Yale Expert To Help Open First Center in Latin America To Treat Life-Threatening Vascular Condition, HHT
Robert I. White, Jr., M.D. of Yale University will travel to Buenos Aires to pave the way for the first center in Latin America to treat a rare but potentially fatal vascular disorder known as Hereditary Hemorrhagic Telangiectasia (HHT). White is participating in the first patient meeting in Buenos Aires on Saturday, March 13. Alfredo Buzzi, M.D., Emeritus Professor and Dean of the Faculty of Medicine of the Universidad de Buenos Aires will be the keynote speaker at this HHT patient conference. Both White and Buzzi are available to speak to the press about the meeting and the new center.
White, a professor of diagnostic radiology and director of the Vascular Malformation Center at Yale School of Medicine, is a world-renowned vascular expert who has developed several new procedures in vascular and interventional radiology. He pioneered, at Yale, the first multidisciplinary center in the United States to research and manage HHT. The center in Buenos Aires will be modeled after Yale’s.

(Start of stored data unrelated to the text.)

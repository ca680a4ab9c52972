use axum::{body::Body, extract::Request, http::HeaderValue, middleware::Next, response::Response};
use uuid::Uuid;

/// HTTP header carrying the per-request ID
pub const REQUEST_ID_HEADER: &str = "x-request-id";

/// Per-request ID stored in request extensions.
#[derive(Clone, Copy, Debug)]
pub struct RequestId(pub Uuid);

/// Reuses a valid incoming `x-request-id` or mints a fresh one, stores it in
/// the request extensions and mirrors it onto the response.
pub async fn request_id_middleware(mut request: Request, next: Next) -> Response {
    let id = request
        .headers()
        .get(REQUEST_ID_HEADER)
        .and_then(|h| h.to_str().ok())
        .and_then(|s| Uuid::parse_str(s).ok())
        .unwrap_or_else(Uuid::new_v4);

    request.extensions_mut().insert(RequestId(id));

    let mut response = next.run(request).await;

    if let Ok(value) = HeaderValue::from_str(&id.to_string()) {
        response.headers_mut().insert(REQUEST_ID_HEADER, value);
    }

    response
}

/// Span factory for the trace layer, tagging every request span with its ID.
pub fn span_for_request(request: &axum::http::Request<Body>) -> tracing::Span {
    let request_id = request
        .extensions()
        .get::<RequestId>()
        .map(|id| id.0.to_string())
        .unwrap_or_else(|| "unknown".to_string());

    tracing::info_span!(
        "http_request",
        method = %request.method(),
        uri = %request.uri(),
        request_id = %request_id,
    )
}
//! Goal artifact cache.
//!
//! Output entries of a goal are archived per classifier so later goals of the
//! same push can restore them as input. Archives live under the cache path,
//! which the job spec already isolates per workspace.

use crate::error::{Error, Result};
use crate::goal::{CacheEntry, GoalEvent};
use async_trait::async_trait;
use flate2::read::GzDecoder;
use flate2::write::GzEncoder;
use flate2::Compression;
use std::fs::File;
use std::path::{Path, PathBuf};
use tar::{Archive, Builder as TarBuilder};
use tracing::{debug, info, warn};

#[async_trait]
pub trait GoalCache: Send + Sync {
    /// Archive the files matching each entry's pattern under `project_dir`.
    async fn put(&self, goal: &GoalEvent, project_dir: &Path, entries: &[CacheEntry]) -> Result<()>;

    /// Extract previously stored entries into `target_dir`. Missing entries
    /// are skipped.
    async fn restore(
        &self,
        goal: &GoalEvent,
        target_dir: &Path,
        entries: &[CacheEntry],
    ) -> Result<()>;
}

pub struct FileSystemGoalCache {
    root: PathBuf,
}

impl FileSystemGoalCache {
    #[must_use]
    pub fn new(root: impl Into<PathBuf>) -> Self {
        Self { root: root.into() }
    }

    fn archive_path(&self, goal: &GoalEvent, classifier: &str) -> PathBuf {
        let classifier: String = classifier
            .chars()
            .map(|c| if c.is_ascii_alphanumeric() || c == '-' || c == '.' { c } else { '_' })
            .collect();
        self.root
            .join("goal-cache")
            .join(&goal.sha)
            .join(format!("{classifier}.tar.gz"))
    }
}

#[async_trait]
impl GoalCache for FileSystemGoalCache {
    async fn put(&self, goal: &GoalEvent, project_dir: &Path, entries: &[CacheEntry]) -> Result<()> {
        for entry in entries {
            let archive = self.archive_path(goal, &entry.classifier);
            let project_dir = project_dir.to_path_buf();
            let pattern = entry.pattern.clone();
            let files = tokio::task::spawn_blocking(move || {
                write_archive(&archive, &project_dir, pattern.as_deref())
            })
            .await
            .map_err(|e| Error::CacheError(format!("Cache task failed: {e}")))??;
            info!(
                classifier = %entry.classifier,
                "Cached {} files for goal {}",
                files,
                goal.unique_name
            );
        }
        Ok(())
    }

    async fn restore(
        &self,
        goal: &GoalEvent,
        target_dir: &Path,
        entries: &[CacheEntry],
    ) -> Result<()> {
        for entry in entries {
            let archive = self.archive_path(goal, &entry.classifier);
            if !tokio::fs::try_exists(&archive).await.unwrap_or(false) {
                warn!(classifier = %entry.classifier, "No cache entry to restore");
                continue;
            }
            let target_dir = target_dir.to_path_buf();
            tokio::task::spawn_blocking(move || extract_archive(&archive, &target_dir))
                .await
                .map_err(|e| Error::CacheError(format!("Cache task failed: {e}")))??;
            debug!(classifier = %entry.classifier, "Restored cache entry");
        }
        Ok(())
    }
}

/// Write the files matching `pattern` into a tar.gz at `archive`. An absent
/// pattern writes an empty archive. Returns the number of files archived.
fn write_archive(archive: &Path, project_dir: &Path, pattern: Option<&str>) -> Result<usize> {
    if let Some(parent) = archive.parent() {
        std::fs::create_dir_all(parent)?;
    }
    let file = File::create(archive)?;
    let enc = GzEncoder::new(file, Compression::default());
    let mut tar = TarBuilder::new(enc);

    let mut count = 0;
    if let Some(pattern) = pattern {
        let full_pattern = project_dir.join(pattern);
        let paths = glob::glob(&full_pattern.to_string_lossy())
            .map_err(|e| Error::CacheError(format!("Invalid cache pattern '{pattern}': {e}")))?;
        for path in paths.flatten() {
            if !path.is_file() {
                continue;
            }
            let relative = path.strip_prefix(project_dir).unwrap_or(&path);
            tar.append_path_with_name(&path, relative)?;
            count += 1;
        }
    }

    tar.into_inner()?.finish()?;
    Ok(count)
}

fn extract_archive(archive: &Path, target_dir: &Path) -> Result<()> {
    std::fs::create_dir_all(target_dir)?;
    let file = File::open(archive)?;
    let mut archive = Archive::new(GzDecoder::new(file));
    archive.unpack(target_dir)?;
    Ok(())
}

White’s trip coincides with a visit by Yale Vice President and Secretary Linda Koch Lorimer, J.D., who is traveling to Buenos Aires to raise the awareness of Yale in Argentina. In addition to these activities, Vice President Lorimer will meet with Dr. White and Dr. Buzzi to learn more about the activities of this new center and to discuss future synergies between the Yale School of Medicine and the School of Medicine of the Universidad de Buenos Aires.
HHT is a genetic disorder in which certain blood vessels form without capillaries, which are crucial for oxygen exchange and filtering of blood. Without them, high-pressure blood flows at full force into the veins, creating weak spots that are susceptible to rupture.
The most common symptom of HHT is mild to moderate nosebleeds; but more serious symptoms can include ischemic stroke, TIA, brain abscess, hemorrhagic stroke and seizure. HHT can impact many organs, from the nose to the gastrointestinal system, liver and brain. About 10 percent of people with HHT die prematurely or are disabled due to complications of their vascular malformations. HHT affects 200 people per million worldwide. Unfortunately, most cases go undiagnosed.
“HHT is a vascular time bomb,” White said. “But it may be preventable through early diagnosis, treatment and follow-up. It is also very amenable to treatment using interventional radiology approaches.”
White has traveled extensively, repairing complex arteriovenous malformations around the world. He has guided the creation of 19 HHT Centers of Excellence across the United States, as well as in Europe and Japan. He also sees hundreds of patients who come to Yale from across the U.S. and from abroad to receive treatment, and he provides training to physicians.
Along with White, Yale-trained physician Eduardo Eyheremendy, M.D., Chairman of Radiology at the German Hospital (Hospital Aleman) and Professor of Radiology at the School of Medicine of the Universidad de Buenos Aires will spearhead the center in Argentina. The Chiesa family, whose members were treated by physicians at the Yale HHT center, is setting up a foundation to raise funds for promoting the HHT center in Argentina.
The goal is to have Eyheremendy treat HHT patients at the Buenos Aires HHT center with White’s input. “We are delighted to be in a position to help the Chiesas and Dr. Eyheremendy set up this non-profit foundation and multidiscipline center,” White said.
White recently received the 2010 Career Achievement Award from the International Symposium on Endovascular Therapy (ISET), in recognition of his contributions to the field.